Where does the Camino de Santiago start and end?

If you are thinking of starting the Camino de Santiago, you are probably asking yourself basic questions such as where the Jacobean route begins and ends. We tell you about the main routes to Santiago de Compostela.

Camino de Santiago

Camino de Santiago

The beginning and end of the Camino de Santiago

Traditionally it has always been said that "the Camino de Santiago begins at the door of your house", a popular tradition that dates back to the Middle Ages. At that time, of course, the pilgrims had no other way to get to Santiago de Compostela than by the roads that separated their home from Santiago, either through the Peninsula or half of Europe; walking or riding. However, currently not many pilgrims can afford to make the Camino from the door of their house for obvious reasons (free time available, physical condition, etc); So, where does the Camino de Santiago start and end today?

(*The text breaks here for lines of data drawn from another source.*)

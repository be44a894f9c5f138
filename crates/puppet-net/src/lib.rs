// Transport layer: endpoint resolution and the gRPC session to the puppet service.

pub mod codec;
pub mod discovery;
pub mod endpoint;
pub mod grpc;
pub mod method;
pub mod stub;
pub mod transport;

pub use discovery::{ping_endpoint, resolve_endpoint};
pub use endpoint::Endpoint;
pub use grpc::{GrpcConnector, GrpcTransport};
pub use method::RemoteMethod;
pub use stub::PuppetStub;
pub use transport::{Connector, FrameStream, Transport};
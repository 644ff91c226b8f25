//! Map file save/load operations

use super::MapData;
use std::path::Path;
use thiserror::Error;

/// Errors from map file operations
#[derive(Debug, Error)]
pub enum DocumentError {
    #[error("IO error: {0}")]
    Io(String),
    #[error("Parse error: {0}")]
    Parse(String),
    #[error("Serialize error: {0}")]
    Serialize(String),
    #[error("No file path set")]
    NoPath,
}

impl MapData {
    /// Load a map from a file
    pub fn load(path: &Path) -> Result<Self, DocumentError> {
        let content =
            std::fs::read_to_string(path).map_err(|e| DocumentError::Io(e.to_string()))?;
        let data: MapData =
            serde_json::from_str(&content).map_err(|e| DocumentError::Parse(e.to_string()))?;
        Ok(data)
    }

    /// Save the map to a file
    pub fn save(&self, path: &Path) -> Result<(), DocumentError> {
        let content = serde_json::to_string_pretty(self)
            .map_err(|e| DocumentError::Serialize(e.to_string()))?;
        std::fs::write(path, content).map_err(|e| DocumentError::Io(e.to_string()))?;
        Ok(())
    }
}

#[cfg(test)]
mod tests {
    use super::*;
    use quest_map_core::{EntityKind, MapEntity};

    #[test]
    fn test_map_data_json_round_trip() {
        let mut data = MapData::new("cave".to_string(), 320, 240);
        data.entities.push(
            MapEntity::new(EntityKind::Tile, 0, 8, 8)
                .with_size(16, 16)
                .with_property("pattern", "wall.1"),
        );
        data.entities
            .push(MapEntity::new(EntityKind::Chest, 1, 64, 64).with_name("treasure"));

        let json = serde_json::to_string_pretty(&data).unwrap();
        let restored: MapData = serde_json::from_str(&json).unwrap();

        assert_eq!(restored.name, "cave");
        assert_eq!(restored.entities.len(), 2);
        assert_eq!(restored.entities, data.entities);
    }

    #[test]
    fn test_build_collection_partitions_layers() {
        let mut data = MapData::new("cave".to_string(), 320, 240);
        // Out-of-order input: the dynamic entity comes first in the list
        data.entities
            .push(MapEntity::new(EntityKind::Npc, 0, 0, 0).with_name("sage"));
        data.entities.push(MapEntity::new(EntityKind::Tile, 0, 0, 0));
        data.entities.push(MapEntity::new(EntityKind::Tile, 2, 0, 0));

        let collection = data.build_collection();
        assert_eq!(collection.len(), 3);
        assert_eq!(collection.num_entities(0), 2);
        assert_eq!(collection.num_static_entities(0), 1);
        // The tile sorted in front of the NPC
        let first = collection
            .get_entity(quest_map_core::EntityIndex::new(0, 0))
            .unwrap();
        assert_eq!(first.kind, EntityKind::Tile);
    }
}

Where does the Camino de Santiago end?

The end of the Camino de Santiago is undoubtedly the one that most consensus gathers among all the pilgrims: all the roads end at the Cathedral of Santiago de Compostela, in the Plaza de Obradoiro. However, for many other pilgrims, once they arrive in the city of Compostela, their Camino continues to Finisterre or Muxía, at the foot of the Atlantic (although this route is considered a kind of prologue to the Camino de Santiago).

Where does the Camino de Santiago start?

The beginning of the Camino de Santiago, however, is impossible to establish at any specific point, since millenary routes depart from the entire Peninsula and Europe to Santiago de Compostela. Pilgrims can choose any of these routes to make a pilgrimage to Santiago de Compostela and can choose any starting point; that is, it is not obligatory to cover them from beginning to end at all.

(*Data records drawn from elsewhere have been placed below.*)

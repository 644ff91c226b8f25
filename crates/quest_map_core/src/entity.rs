//! Placed map entities and their kind capabilities

use crate::{EntityIndex, Value};
use serde::{Deserialize, Serialize};
use std::collections::HashMap;
use uuid::Uuid;

/// Property key holding the default-destination flag
pub const DEFAULT_FLAG: &str = "default";

/// The kind of a placed entity
///
/// Tiles are static; every other kind is dynamic. Within a layer, static
/// entities always sort before dynamic entities.
#[derive(Debug, Clone, Copy, PartialEq, Eq, Hash, Serialize, Deserialize)]
#[serde(rename_all = "snake_case")]
pub enum EntityKind {
    Tile,
    DynamicTile,
    Destination,
    Teletransporter,
    Npc,
    Chest,
    Door,
    Enemy,
    Sensor,
    Wall,
    Crystal,
    Block,
}

impl EntityKind {
    /// Get display name for UI
    pub fn display_name(&self) -> &'static str {
        match self {
            EntityKind::Tile => "Tile",
            EntityKind::DynamicTile => "Dynamic tile",
            EntityKind::Destination => "Destination",
            EntityKind::Teletransporter => "Teletransporter",
            EntityKind::Npc => "NPC",
            EntityKind::Chest => "Chest",
            EntityKind::Door => "Door",
            EntityKind::Enemy => "Enemy",
            EntityKind::Sensor => "Sensor",
            EntityKind::Wall => "Wall",
            EntityKind::Crystal => "Crystal",
            EntityKind::Block => "Block",
        }
    }

    /// Returns all kind variants for UI enumeration
    pub fn all() -> &'static [EntityKind] {
        &[
            EntityKind::Tile,
            EntityKind::DynamicTile,
            EntityKind::Destination,
            EntityKind::Teletransporter,
            EntityKind::Npc,
            EntityKind::Chest,
            EntityKind::Door,
            EntityKind::Enemy,
            EntityKind::Sensor,
            EntityKind::Wall,
            EntityKind::Crystal,
            EntityKind::Block,
        ]
    }

    /// Whether entities of this kind sort after all static entities in a layer
    pub fn is_dynamic(&self) -> bool {
        !matches!(self, EntityKind::Tile)
    }

    /// Whether entities of this kind can be resized
    pub fn is_resizable(&self) -> bool {
        matches!(
            self,
            EntityKind::Tile
                | EntityKind::DynamicTile
                | EntityKind::Teletransporter
                | EntityKind::Sensor
                | EntityKind::Wall
        )
    }

    /// The base size in pixels; resizable kinds grow in multiples of it
    pub fn base_size(&self) -> (u32, u32) {
        match self {
            EntityKind::Tile | EntityKind::DynamicTile => (8, 8),
            _ => (16, 16),
        }
    }

    /// Whether the given size is legal for this kind
    pub fn is_size_valid(&self, width: u32, height: u32) -> bool {
        let (base_width, base_height) = self.base_size();
        if self.is_resizable() {
            width > 0 && height > 0 && width % base_width == 0 && height % base_height == 0
        } else {
            width == base_width && height == base_height
        }
    }
}

impl std::fmt::Display for EntityKind {
    fn fmt(&self, f: &mut std::fmt::Formatter<'_>) -> std::fmt::Result {
        f.write_str(self.display_name())
    }
}

/// One placed object on the map
///
/// Created detached (no index), attached to an [`crate::EntityCollection`]
/// via `add_entities`, detached via `remove_entities`. The same object may
/// be detached and re-attached repeatedly; undo/redo reinserts the exact
/// same object.
#[derive(Debug, Clone, PartialEq, Serialize, Deserialize)]
pub struct MapEntity {
    pub id: Uuid,
    pub kind: EntityKind,
    /// Unique among named entities while attached
    #[serde(default, skip_serializing_if = "Option::is_none")]
    pub name: Option<String>,
    pub layer: i32,
    pub x: i32,
    pub y: i32,
    pub width: u32,
    pub height: u32,
    #[serde(default, skip_serializing_if = "HashMap::is_empty")]
    pub properties: HashMap<String, Value>,
    /// Cached structural position, written only by the collection's rebuild step
    #[serde(skip)]
    index: Option<EntityIndex>,
}

impl MapEntity {
    /// Create a detached entity of the given kind at a position, with its base size
    pub fn new(kind: EntityKind, layer: i32, x: i32, y: i32) -> Self {
        let (width, height) = kind.base_size();
        Self {
            id: Uuid::new_v4(),
            kind,
            name: None,
            layer,
            x,
            y,
            width,
            height,
            properties: HashMap::new(),
            index: None,
        }
    }

    /// Set the name (builder style); an empty name means unnamed
    pub fn with_name(mut self, name: impl Into<String>) -> Self {
        let name = name.into();
        self.name = if name.is_empty() { None } else { Some(name) };
        self
    }

    /// Set the size (builder style)
    pub fn with_size(mut self, width: u32, height: u32) -> Self {
        self.width = width;
        self.height = height;
        self
    }

    /// Set a property (builder style)
    pub fn with_property(mut self, key: impl Into<String>, value: impl Into<Value>) -> Self {
        self.properties.insert(key.into(), value.into());
        self
    }

    /// Whether this entity sorts after all static entities in its layer
    pub fn is_dynamic(&self) -> bool {
        self.kind.is_dynamic()
    }

    /// Whether the given size is legal for this entity
    pub fn is_size_valid(&self, width: u32, height: u32) -> bool {
        self.kind.is_size_valid(width, height)
    }

    /// The bounding box as `(x, y, width, height)`
    pub fn bounding_box(&self) -> (i32, i32, u32, u32) {
        (self.x, self.y, self.width, self.height)
    }

    /// The cached structural position, `None` while detached
    ///
    /// Valid only until the next structural mutation of this entity's layer.
    pub fn index(&self) -> Option<EntityIndex> {
        self.index
    }

    pub(crate) fn set_index(&mut self, index: EntityIndex) {
        self.index = Some(index);
    }

    pub(crate) fn clear_index(&mut self) {
        self.index = None;
    }

    /// Whether this is a destination carrying the default-destination flag
    pub fn is_default_destination(&self) -> bool {
        self.kind == EntityKind::Destination
            && self
                .properties
                .get(DEFAULT_FLAG)
                .and_then(Value::as_bool)
                .unwrap_or(false)
    }

    pub(crate) fn set_default_flag(&mut self, flag: bool) {
        if flag {
            self.properties.insert(DEFAULT_FLAG.to_string(), Value::Bool(true));
        } else {
            self.properties.remove(DEFAULT_FLAG);
        }
    }
}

In this way, for example, although the French Way (the busiest route), runs more than 800 km from Roncesvalles to Santiago, most pilgrims decide to walk only a few hundred kilometers; In fact Sarria, a little over 100 kilometers from Santiago, is the most chosen starting point of all the Jacobean routes.

What are the main routes to get to Santiago?

Which route of the Camino de Santiago to choose for your pilgrimage is one of the most important decisions you must make, since each of them will give you a completely different vision of this experience. At what time to do the Camino de Santiago is also very important, since depending on the season you want to do some routes will be more recommendable than others.

Although no one can prevent us from doing the Camino de Santiago in the coldest months of the year (in fact the French Way is filled with South Koreans in December and January), the truth is that most pilgrims decide to start this adventure during the months between April and end of September, when the best weather conditions for walking are given.

The French Way: The route most traveled by pilgrims with a long distance. It travels Spain from east to west for more than 800 km, being the route that has more services during almost all its route; It is also the most crowded.

The Portuguese Way: The second busiest route begins in Lisbon and crosses Portugal from south to north, crossing the river Miño to enter Pontevedra and continue to Santiago. Its popularity increases year after year.

The Northern Way: It runs from Irún, crossing the entire north of the peninsula through the Basque Country, Cantabria and Asturias, before entering Galicia. It is a route that requires a good physical condition in certain sections and with harsh weather conditions in the coldest months of the year.

Camino Primitivo: One of the most authentic Jacobean routes according to the pilgrims who travel, which are not many during the year. The Primitive Way follows the footsteps of the first pilgrims for more than a thousand years, starting from Oviedo to Santiago de Compostela through unique landscapes.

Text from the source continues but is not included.